* [PROBLEM REQUIREMENTS] With nothing left out, repeat every entry exactly.

* [RECORDED INFORMATION]
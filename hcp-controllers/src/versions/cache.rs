//! Per-cluster update-graph clients.
//!
//! The graph service makes weighted rollout decisions per cluster identity,
//! so clients cannot be shared across clusters. They are cached bounded by
//! an LRU, with read-preferred locking and a double-checked insert.

use hcp_clients::graph::UpdateGraphClient;
use hcp_core::ClusterKey;
use lru::LruCache;
use parking_lot::RwLock;
use std::num::NonZeroUsize;
use std::sync::Arc;

pub const DEFAULT_CLIENT_CAPACITY: usize = 100_000;

type ClientFactory = Box<dyn Fn(&ClusterKey) -> Arc<dyn UpdateGraphClient> + Send + Sync>;

pub struct GraphClientCache {
    clients: RwLock<LruCache<ClusterKey, Arc<dyn UpdateGraphClient>>>,
    factory: ClientFactory,
}

impl GraphClientCache {
    #[must_use]
    pub fn new(factory: ClientFactory) -> Self {
        Self::with_capacity(factory, DEFAULT_CLIENT_CAPACITY)
    }

    #[must_use]
    pub fn with_capacity(factory: ClientFactory, capacity: usize) -> Self {
        let capacity = NonZeroUsize::new(capacity).unwrap_or(NonZeroUsize::MIN);
        Self {
            clients: RwLock::new(LruCache::new(capacity)),
            factory,
        }
    }

    /// The cached client for `key`, constructing it on first use.
    pub fn client_for(&self, key: &ClusterKey) -> Arc<dyn UpdateGraphClient> {
        if let Some(client) = self.clients.read().peek(key) {
            return Arc::clone(client);
        }
        let mut clients = self.clients.write();
        if let Some(client) = clients.get(key) {
            return Arc::clone(client);
        }
        let client = (self.factory)(key);
        clients.put(key.clone(), Arc::clone(&client));
        client
    }
}

#[cfg(test)]
mod tests {
    use super::*;
    use crate::testutil::FakeGraph;
    use std::sync::atomic::{AtomicUsize, Ordering};

    fn counting_cache(capacity: usize) -> (GraphClientCache, Arc<AtomicUsize>) {
        let built = Arc::new(AtomicUsize::new(0));
        let counter = Arc::clone(&built);
        let cache = GraphClientCache::with_capacity(
            Box::new(move |_key| {
                counter.fetch_add(1, Ordering::SeqCst);
                Arc::new(FakeGraph::new()) as Arc<dyn UpdateGraphClient>
            }),
            capacity,
        );
        (cache, built)
    }

    #[test]
    fn one_client_per_cluster() {
        let (cache, built) = counting_cache(10);
        let a = ClusterKey::new("sub1", "rg1", "a");
        let b = ClusterKey::new("sub1", "rg1", "b");

        let first = cache.client_for(&a);
        let again = cache.client_for(&a);
        assert!(Arc::ptr_eq(&first, &again));
        assert_eq!(built.load(Ordering::SeqCst), 1);

        cache.client_for(&b);
        assert_eq!(built.load(Ordering::SeqCst), 2);
    }

    #[test]
    fn evicted_clients_are_rebuilt() {
        let (cache, built) = counting_cache(1);
        let a = ClusterKey::new("sub1", "rg1", "a");
        let b = ClusterKey::new("sub1", "rg1", "b");

        cache.client_for(&a);
        cache.client_for(&b);
        cache.client_for(&a);
        assert_eq!(built.load(Ordering::SeqCst), 3);
    }
}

* [RESULT OF THIS EXERCISE]
filename hcp-controllers/src/versions/cache.rs
//! Per-cluster update-graph clients.
//!
//! The graph service makes weighted rollout decisions per cluster identity,
//! so clients cannot be shared across clusters. They are cached bounded by
//! an LRU, with read-preferred locking and a double-checked insert.

use hcp_clients::graph::UpdateGraphClient;
use hcp_core::ClusterKey;
use lru::LruCache;
use parking_lot::RwLock;
use std::num::NonZeroUsize;
use std::sync::Arc;

pub const DEFAULT_CLIENT_CAPACITY: usize = 100_000;

type ClientFactory = Box<dyn Fn(&ClusterKey) -> Arc<dyn UpdateGraphClient> + Send + Sync>;

pub struct GraphClientCache {
    clients: RwLock<LruCache<ClusterKey, Arc<dyn UpdateGraphClient>>>,
    factory: ClientFactory,
}

impl GraphClientCache {
    #[must_use]
    pub fn new(factory: ClientFactory) -> Self {
        Self::with_capacity(factory, DEFAULT_CLIENT_CAPACITY)
    }

    #[must_use]
    pub fn with_capacity(factory: ClientFactory, capacity: usize) -> Self {
        let capacity = NonZeroUsize::new(capacity).unwrap_or(NonZeroUsize::MIN);
        Self {
            clients: RwLock::new(LruCache::new(capacity)),
            factory,
        }
    }

    /// The cached client for `key`, constructing it on first use.
    pub fn client_for(&self, key: &ClusterKey) -> Arc<dyn UpdateGraphClient> {
        if let Some(client) = self.clients.read().peek(key) {
            return Arc::clone(client);
        }
        let mut clients = self.clients.write();
        if let Some(client) = clients.get(key) {
            return Arc::clone(client);
        }
        let client = (self.factory)(key);
        clients.put(key.clone(), Arc::clone(&client));
        client
    }
}

#[cfg(test)]
mod tests {
    use super::*;
    use crate::testutil::FakeGraph;
    use std::sync::atomic::{AtomicUsize, Ordering};

    fn counting_cache(capacity: usize) -> (GraphClientCache, Arc<AtomicUsize>) {
        let built = Arc::new(AtomicUsize::new(0));
        let counter = Arc::clone(&built);
        let cache = GraphClientCache::with_capacity(
            Box::new(move |_key| {
                counter.fetch_add(1, Ordering::SeqCst);
                Arc::new(FakeGraph::new()) as Arc<dyn UpdateGraphClient>
            }),
            capacity,
        );
        (cache, built)
    }

    #[test]
    fn one_client_per_cluster() {
        let (cache, built) = counting_cache(10);
        let a = ClusterKey::new("sub1", "rg1", "a");
        let b = ClusterKey::new("sub1", "rg1", "b");

        let first = cache.client_for(&a);
        let again = cache.client_for(&a);
        assert!(Arc::ptr_eq(&first, &again));
        assert_eq!(built.load(Ordering::SeqCst), 1);

        cache.client_for(&b);
        assert_eq!(built.load(Ordering::SeqCst), 2);
    }

    #[test]
    fn evicted_clients_are_rebuilt() {
        let (cache, built) = counting_cache(1);
        let a = ClusterKey::new("sub1", "rg1", "a");
        let b = ClusterKey::new("sub1", "rg1", "b");

        cache.client_for(&a);
        cache.client_for(&b);
        cache.client_for(&a);
        assert_eq!(built.load(Ordering::SeqCst), 3);
    }
}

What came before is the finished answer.